A teen drives down a street and encounters another driver close in age. They turn their heads and stare at each. Without speaking a word they agree to race. The light turns green, and both teens slam their feet on the gas pedals. Down the road there's loud screeching, followed by four or five thuds. One of the drivers has lost control of the car and has died in the crash.
This type of incident can happen in any city, including Aliso Viejo. Wednesday night, at Aliso Niguel High school, Podiatrist Dr. David Sabet and Sheriff's Deputy Eric Barnard gave a presentation on how parents can keep their teens safe behind the wheel.
“One of the leading causes of teen accidents is inexperience, distraction and speed,” said Sabet, whose daughter was killed in a car accident when she was 16. “Around 65 percent of teen drivers who are in fatal accidents are killed because of these three things.”

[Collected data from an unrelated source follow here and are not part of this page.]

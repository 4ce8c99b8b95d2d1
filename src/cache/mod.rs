//! HTTP response caching subsystem.
//!
//! # Data Flow
//! ```text
//! Request (GET/HEAD only)
//!     → key.rs (normalize absolute URL)
//!     → manager.rs lookup: Fresh | Stale | Miss
//!
//! Origin 2xx response
//!     → policy.rs (Content-Type → fresh / stale-serve windows)
//!     → manager.rs store (background task, last write wins)
//! ```
//!
//! # Design Decisions
//! - Lookup is synchronous and in-memory; the hit path never touches the network
//! - Eviction may happen at any time and is indistinguishable from a miss
//! - Stale entries are served while one background revalidation refreshes them

pub mod key;
pub mod manager;
pub mod policy;

pub use key::{is_cacheable_method, CacheKey};
pub use manager::{
    response_storage_rejection, CacheLookup, CacheManager, CacheStats, CachedResponse, RevalidationClaim,
    StoreRejection, X_CACHE,
};
pub use policy::{CachePolicy, CachePolicyTable};
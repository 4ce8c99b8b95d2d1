//! Edge request gateway library.

pub mod actor;
pub mod admin;
pub mod assets;
pub mod cache;
pub mod config;
pub mod health;
pub mod http;
pub mod lifecycle;
pub mod observability;
pub mod security;
pub mod store;
pub mod upstream;

pub use config::GatewayConfig;
pub use http::{Gateway, GatewayServer};
pub use lifecycle::Shutdown;
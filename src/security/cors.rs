//! CORS preflight handling.
//!
//! An origin is allowed when it is on the exact allow-list, or when its host
//! is the registered parent domain or one of its subdomains.

use axum::body::Body;
use axum::http::header::{self, HeaderMap, HeaderValue};
use axum::http::{Method, StatusCode};
use axum::response::Response;
use url::Url;

use crate::config::CorsConfig;

pub struct CorsPolicy {
    allowed_origins: Vec<String>,
    parent_domain: Option<String>,
    allow_methods: HeaderValue,
    allow_headers: HeaderValue,
    max_age: HeaderValue,
}

impl CorsPolicy {
    pub fn new(config: &CorsConfig) -> Self {
        let join = |items: &[String]| {
            HeaderValue::from_str(&items.join(", ")).unwrap_or_else(|_| HeaderValue::from_static(""))
        };
        Self {
            allowed_origins: config
                .allowed_origins
                .iter()
                .map(|o| o.trim_end_matches('/').to_ascii_lowercase())
                .collect(),
            parent_domain: config
                .parent_domain
                .as_ref()
                .map(|d| d.trim_start_matches('.').to_ascii_lowercase()),
            allow_methods: join(&config.allowed_methods),
            allow_headers: join(&config.allowed_headers),
            max_age: HeaderValue::from(config.max_age_secs),
        }
    }

    /// Every `OPTIONS` request is answered as a preflight.
    pub fn is_preflight(method: &Method) -> bool {
        method == Method::OPTIONS
    }

    pub fn is_allowed(&self, origin: &str) -> bool {
        let normalized = origin.trim_end_matches('/').to_ascii_lowercase();
        if self.allowed_origins.iter().any(|o| *o == normalized) {
            return true;
        }
        let Some(parent) = &self.parent_domain else {
            return false;
        };
        let Ok(url) = Url::parse(&normalized) else {
            return false;
        };
        if !matches!(url.scheme(), "http" | "https") {
            return false;
        }
        match url.host_str() {
            Some(host) => host == parent || host.ends_with(&format!(".{}", parent)),
            None => false,
        }
    }

    /// Answer a preflight: 204 with the origin echoed back, or a bare 403.
    pub fn preflight(&self, headers: &HeaderMap) -> Response {
        let origin = headers
            .get(header::ORIGIN)
            .and_then(|v| v.to_str().ok())
            .filter(|o| self.is_allowed(o));

        let Some(origin) = origin else {
            tracing::debug!(origin = ?headers.get(header::ORIGIN), "CORS preflight rejected");
            return status_only(StatusCode::FORBIDDEN);
        };

        let mut response = status_only(StatusCode::NO_CONTENT);
        let out = response.headers_mut();
        if let Ok(value) = HeaderValue::from_str(origin) {
            out.insert(header::ACCESS_CONTROL_ALLOW_ORIGIN, value);
        }
        out.insert(header::ACCESS_CONTROL_ALLOW_METHODS, self.allow_methods.clone());
        out.insert(header::ACCESS_CONTROL_ALLOW_HEADERS, self.allow_headers.clone());
        out.insert(header::ACCESS_CONTROL_MAX_AGE, self.max_age.clone());
        out.insert(header::ACCESS_CONTROL_ALLOW_CREDENTIALS, HeaderValue::from_static("true"));
        out.insert(header::VARY, HeaderValue::from_static("Origin"));
        response
    }

    /// Echo an allowed `Origin` on a non-preflight response.
    pub fn apply_to_response(&self, request_origin: Option<&str>, headers: &mut HeaderMap) {
        let Some(origin) = request_origin.filter(|o| self.is_allowed(o)) else {
            return;
        };
        if let Ok(value) = HeaderValue::from_str(origin) {
            headers.insert(header::ACCESS_CONTROL_ALLOW_ORIGIN, value);
            headers.append(header::VARY, HeaderValue::from_static("Origin"));
        }
    }
}

fn status_only(status: StatusCode) -> Response {
    let mut response = Response::new(Body::empty());
    *response.status_mut() = status;
    response
}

Sabet offered some advice:
- Wear a seat belt.
- Limit the number of teens in a car. Every teen in the car raises the fatality rate.
- Reduce distractions.
- Turn off cell phones.
Teens are also afraid of speaking up about bad driving and other dangerous situations—67 percent of them won’t, Sabet said.
“I’ve paid enough money for funerals,” Sabet said. “I’d rather spend money on college.”
Barnard told a story about how easily marijuana can be obtained by 18-year-olds.
“Back in 1996 when Prop. 215 was passed [legalizing medical marijuana] it made access to marijuana a whole lot easier,” he said. “Once, I pulled over a car that was going 35 miles per hour on the highway. I could tell that the kids inside were nervous. As soon as I stepped up to the car, it reeked of marijuana. The driver gave me his medical marijuana license and said he had a broken toe. He got out and walked just fine. The other passenger also had a card and said that he smoked it for pain. Then when I asked the passenger in the back why he had his card, he said he smoked it for anxiety. I called up the driver’s mother, and she had no idea that he had the card.”
The deputy gave the following tips to keep track of your teen's activities:
- Check your teen’s Facebook pages. There could be videos of them using drugs.
- Check your teen’s cell phone.
- If you have food that is a brand you've never heard of, throw it out.
- If your teen smells suspicious, there’s a good chance he is under the influence.
- Open a line of communication with your teen. Let him trust you.
One wrong decision can change the life of a teen and his parents. Take some time with your teen and ensure he buckles up and drives safely.